DATASET EXTRACT:
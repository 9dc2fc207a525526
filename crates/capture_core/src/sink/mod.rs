//! Sink Plug-in Interface & Fan-out Multiplexer
//!
//! A sink is a capability set, not a callback: adding a new sink type
//! never requires touching the producer. `configure` runs exactly once
//! before any `process`; `finish` runs exactly once and ends the sink's
//! lifecycle.

mod broadcast;
mod callback;
mod multiplexer;
mod queue_sink;
mod wav;

pub use broadcast::{BroadcastClient, BroadcastSink};
pub use callback::CallbackSink;
pub use multiplexer::Multiplexer;
pub use queue_sink::QueueSink;
pub use wav::WavSink;

use async_trait::async_trait;

use crate::buffer::AudioBuffer;
use crate::error::CaptureError;
use crate::format::AudioFormat;

/// A destination for converted audio buffers.
///
/// Lifecycle: `configure` once, then any number of `process` calls, then
/// `finish` once. Calls after `finish` are not made by the multiplexer.
#[async_trait]
pub trait Sink: Send + Sync {
    async fn configure(&self, format: AudioFormat) -> Result<(), CaptureError>;

    async fn process(&self, buffer: &AudioBuffer) -> Result<(), CaptureError>;

    /// Notified when `process` fails; never propagates to other sinks.
    async fn handle_error(&self, error: &CaptureError);

    async fn finish(&self) -> Result<(), CaptureError>;
}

TASK STATEMENT: Line by line, repeat the listing exactly as written.

OUTPUT OF THE EXERCISE:
repository 9dc2fc207a525526
filename crates/capture_core/src/sink/mod.rs
//! Sink Plug-in Interface & Fan-out Multiplexer
//!
//! A sink is a capability set, not a callback: adding a new sink type
//! never requires touching the producer. `configure` runs exactly once
//! before any `process`; `finish` runs exactly once and ends the sink's
//! lifecycle.

mod broadcast;
mod callback;
mod multiplexer;
mod queue_sink;
mod wav;

pub use broadcast::{BroadcastClient, BroadcastSink};
pub use callback::CallbackSink;
pub use multiplexer::Multiplexer;
pub use queue_sink::QueueSink;
pub use wav::WavSink;

use async_trait::async_trait;

use crate::buffer::AudioBuffer;
use crate::error::CaptureError;
use crate::format::AudioFormat;

/// A destination for converted audio buffers.
///
/// Lifecycle: `configure` once, then any number of `process` calls, then
/// `finish` once. Calls after `finish` are not made by the multiplexer.
#[async_trait]
pub trait Sink: Send + Sync {
    async fn configure(&self, format: AudioFormat) -> Result<(), CaptureError>;

    async fn process(&self, buffer: &AudioBuffer) -> Result<(), CaptureError>;

    /// Notified when `process` fails; never propagates to other sinks.
    async fn handle_error(&self, error: &CaptureError);

    async fn finish(&self) -> Result<(), CaptureError>;
}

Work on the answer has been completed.